WHAT YOU HAVE TO DO = Scan the records for "catalog". Report each line that includes it.

[Stored data entries]

┌──

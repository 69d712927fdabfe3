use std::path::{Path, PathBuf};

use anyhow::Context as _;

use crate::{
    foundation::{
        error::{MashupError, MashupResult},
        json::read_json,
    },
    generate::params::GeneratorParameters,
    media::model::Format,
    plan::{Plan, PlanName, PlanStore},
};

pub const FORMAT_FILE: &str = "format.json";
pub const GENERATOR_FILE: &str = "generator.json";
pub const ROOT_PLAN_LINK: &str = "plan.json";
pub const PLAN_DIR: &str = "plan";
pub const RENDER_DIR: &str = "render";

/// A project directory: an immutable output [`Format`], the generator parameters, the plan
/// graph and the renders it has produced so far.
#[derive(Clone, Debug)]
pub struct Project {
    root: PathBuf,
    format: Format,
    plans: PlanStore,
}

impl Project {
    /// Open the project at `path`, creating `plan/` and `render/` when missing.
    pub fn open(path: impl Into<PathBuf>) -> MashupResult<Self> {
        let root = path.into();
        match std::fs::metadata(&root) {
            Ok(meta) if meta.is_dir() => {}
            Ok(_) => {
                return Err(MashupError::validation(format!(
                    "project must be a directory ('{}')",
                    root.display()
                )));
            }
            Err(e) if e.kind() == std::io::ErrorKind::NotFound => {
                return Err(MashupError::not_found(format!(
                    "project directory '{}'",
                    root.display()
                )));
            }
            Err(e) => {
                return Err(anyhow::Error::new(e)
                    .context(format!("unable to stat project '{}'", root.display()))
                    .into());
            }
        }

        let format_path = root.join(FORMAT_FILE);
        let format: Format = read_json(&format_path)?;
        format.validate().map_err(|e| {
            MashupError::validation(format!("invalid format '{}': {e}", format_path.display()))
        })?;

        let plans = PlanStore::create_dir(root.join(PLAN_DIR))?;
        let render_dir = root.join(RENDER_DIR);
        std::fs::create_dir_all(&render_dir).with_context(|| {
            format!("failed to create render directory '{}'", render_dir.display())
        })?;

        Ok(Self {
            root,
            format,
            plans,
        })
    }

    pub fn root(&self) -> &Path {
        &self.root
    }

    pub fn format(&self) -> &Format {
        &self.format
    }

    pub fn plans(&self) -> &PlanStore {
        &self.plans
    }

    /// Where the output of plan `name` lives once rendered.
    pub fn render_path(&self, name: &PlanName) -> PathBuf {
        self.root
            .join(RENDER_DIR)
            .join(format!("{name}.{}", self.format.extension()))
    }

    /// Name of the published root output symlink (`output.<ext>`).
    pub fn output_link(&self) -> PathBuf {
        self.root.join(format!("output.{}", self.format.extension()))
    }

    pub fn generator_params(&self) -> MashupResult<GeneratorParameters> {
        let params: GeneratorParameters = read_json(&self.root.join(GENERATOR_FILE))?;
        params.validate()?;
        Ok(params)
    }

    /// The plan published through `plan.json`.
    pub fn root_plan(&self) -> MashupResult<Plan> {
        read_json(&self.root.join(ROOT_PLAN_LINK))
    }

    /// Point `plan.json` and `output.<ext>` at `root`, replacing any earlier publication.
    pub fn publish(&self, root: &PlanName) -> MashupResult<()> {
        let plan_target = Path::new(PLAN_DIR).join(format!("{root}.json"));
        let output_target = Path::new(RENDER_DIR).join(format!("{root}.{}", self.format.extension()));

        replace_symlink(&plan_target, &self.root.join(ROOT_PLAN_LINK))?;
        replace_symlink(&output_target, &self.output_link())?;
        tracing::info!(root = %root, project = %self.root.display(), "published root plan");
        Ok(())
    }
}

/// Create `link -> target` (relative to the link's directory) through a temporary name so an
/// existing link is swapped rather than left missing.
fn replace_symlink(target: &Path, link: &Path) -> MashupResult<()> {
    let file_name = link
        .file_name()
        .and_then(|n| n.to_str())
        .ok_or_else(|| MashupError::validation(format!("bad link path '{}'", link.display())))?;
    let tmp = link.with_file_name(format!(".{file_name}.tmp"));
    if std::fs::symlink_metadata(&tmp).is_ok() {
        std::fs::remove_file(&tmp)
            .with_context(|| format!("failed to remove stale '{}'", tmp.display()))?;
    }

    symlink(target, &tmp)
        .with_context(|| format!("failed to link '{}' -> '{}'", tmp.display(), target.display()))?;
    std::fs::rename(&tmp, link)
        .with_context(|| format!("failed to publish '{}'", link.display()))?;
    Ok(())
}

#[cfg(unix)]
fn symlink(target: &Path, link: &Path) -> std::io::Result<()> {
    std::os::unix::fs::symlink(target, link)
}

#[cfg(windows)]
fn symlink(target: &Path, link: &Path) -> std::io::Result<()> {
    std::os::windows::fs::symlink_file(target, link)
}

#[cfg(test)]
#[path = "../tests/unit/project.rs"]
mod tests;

└──
┌──

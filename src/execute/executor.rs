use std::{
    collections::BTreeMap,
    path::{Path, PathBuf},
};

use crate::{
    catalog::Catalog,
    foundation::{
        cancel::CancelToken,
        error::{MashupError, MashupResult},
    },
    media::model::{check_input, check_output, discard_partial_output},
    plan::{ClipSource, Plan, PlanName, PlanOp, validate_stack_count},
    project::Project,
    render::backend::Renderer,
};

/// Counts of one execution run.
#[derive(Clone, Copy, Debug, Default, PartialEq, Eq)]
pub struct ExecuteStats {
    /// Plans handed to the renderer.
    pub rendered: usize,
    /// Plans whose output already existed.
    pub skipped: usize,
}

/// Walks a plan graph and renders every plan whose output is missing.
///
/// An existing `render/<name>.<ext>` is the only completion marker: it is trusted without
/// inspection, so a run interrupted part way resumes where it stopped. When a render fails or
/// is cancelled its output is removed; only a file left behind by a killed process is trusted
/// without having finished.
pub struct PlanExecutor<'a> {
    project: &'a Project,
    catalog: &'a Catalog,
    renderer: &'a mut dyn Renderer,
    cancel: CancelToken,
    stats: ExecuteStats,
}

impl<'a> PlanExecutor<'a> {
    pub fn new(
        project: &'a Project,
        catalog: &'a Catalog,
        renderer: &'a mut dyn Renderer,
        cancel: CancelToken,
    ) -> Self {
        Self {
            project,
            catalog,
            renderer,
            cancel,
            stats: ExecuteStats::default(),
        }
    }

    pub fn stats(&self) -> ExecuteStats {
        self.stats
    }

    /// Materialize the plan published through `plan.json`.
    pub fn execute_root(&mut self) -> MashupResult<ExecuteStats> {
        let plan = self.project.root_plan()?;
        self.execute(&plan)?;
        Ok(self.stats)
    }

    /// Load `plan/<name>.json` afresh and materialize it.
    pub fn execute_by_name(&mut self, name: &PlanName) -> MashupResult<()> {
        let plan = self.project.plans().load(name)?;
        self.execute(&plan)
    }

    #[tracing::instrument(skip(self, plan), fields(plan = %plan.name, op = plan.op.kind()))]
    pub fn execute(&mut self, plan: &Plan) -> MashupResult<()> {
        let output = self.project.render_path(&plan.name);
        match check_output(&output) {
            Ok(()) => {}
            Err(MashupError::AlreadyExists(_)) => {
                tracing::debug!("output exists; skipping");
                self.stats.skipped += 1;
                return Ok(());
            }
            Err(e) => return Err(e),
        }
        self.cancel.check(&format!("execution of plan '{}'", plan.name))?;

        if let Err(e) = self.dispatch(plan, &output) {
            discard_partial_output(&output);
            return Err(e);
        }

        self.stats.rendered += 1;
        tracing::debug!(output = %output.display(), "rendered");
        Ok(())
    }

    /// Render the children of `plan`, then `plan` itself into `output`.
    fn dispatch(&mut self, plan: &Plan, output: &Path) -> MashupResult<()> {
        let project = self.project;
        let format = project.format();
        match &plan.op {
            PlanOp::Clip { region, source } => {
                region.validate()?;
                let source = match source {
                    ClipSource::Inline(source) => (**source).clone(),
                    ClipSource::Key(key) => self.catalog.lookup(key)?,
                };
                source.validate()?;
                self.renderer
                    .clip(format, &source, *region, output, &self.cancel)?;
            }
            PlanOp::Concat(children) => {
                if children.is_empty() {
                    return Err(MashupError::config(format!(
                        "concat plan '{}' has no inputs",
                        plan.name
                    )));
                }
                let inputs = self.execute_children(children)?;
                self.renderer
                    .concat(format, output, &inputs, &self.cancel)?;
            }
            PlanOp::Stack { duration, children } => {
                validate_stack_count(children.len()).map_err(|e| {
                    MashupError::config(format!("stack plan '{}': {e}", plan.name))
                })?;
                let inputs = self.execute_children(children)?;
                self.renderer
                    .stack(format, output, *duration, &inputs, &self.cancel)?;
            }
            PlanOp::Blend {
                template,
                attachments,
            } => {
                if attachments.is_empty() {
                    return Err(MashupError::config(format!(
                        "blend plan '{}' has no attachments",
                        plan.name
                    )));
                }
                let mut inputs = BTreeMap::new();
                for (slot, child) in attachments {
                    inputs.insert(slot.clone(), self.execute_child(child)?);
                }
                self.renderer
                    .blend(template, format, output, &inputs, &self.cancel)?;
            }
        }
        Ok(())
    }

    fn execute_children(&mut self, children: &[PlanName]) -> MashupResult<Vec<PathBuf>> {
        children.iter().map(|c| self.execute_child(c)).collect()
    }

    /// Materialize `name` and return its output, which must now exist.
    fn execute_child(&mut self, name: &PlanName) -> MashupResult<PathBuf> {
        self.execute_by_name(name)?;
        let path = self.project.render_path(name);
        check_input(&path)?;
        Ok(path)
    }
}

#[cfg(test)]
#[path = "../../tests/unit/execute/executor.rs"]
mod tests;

└──

TASK SOLUTION =
    catalog::Catalog,
    catalog: &'a Catalog,
        catalog: &'a Catalog,
            catalog,
                    ClipSource::Key(key) => self.catalog.lookup(key)?,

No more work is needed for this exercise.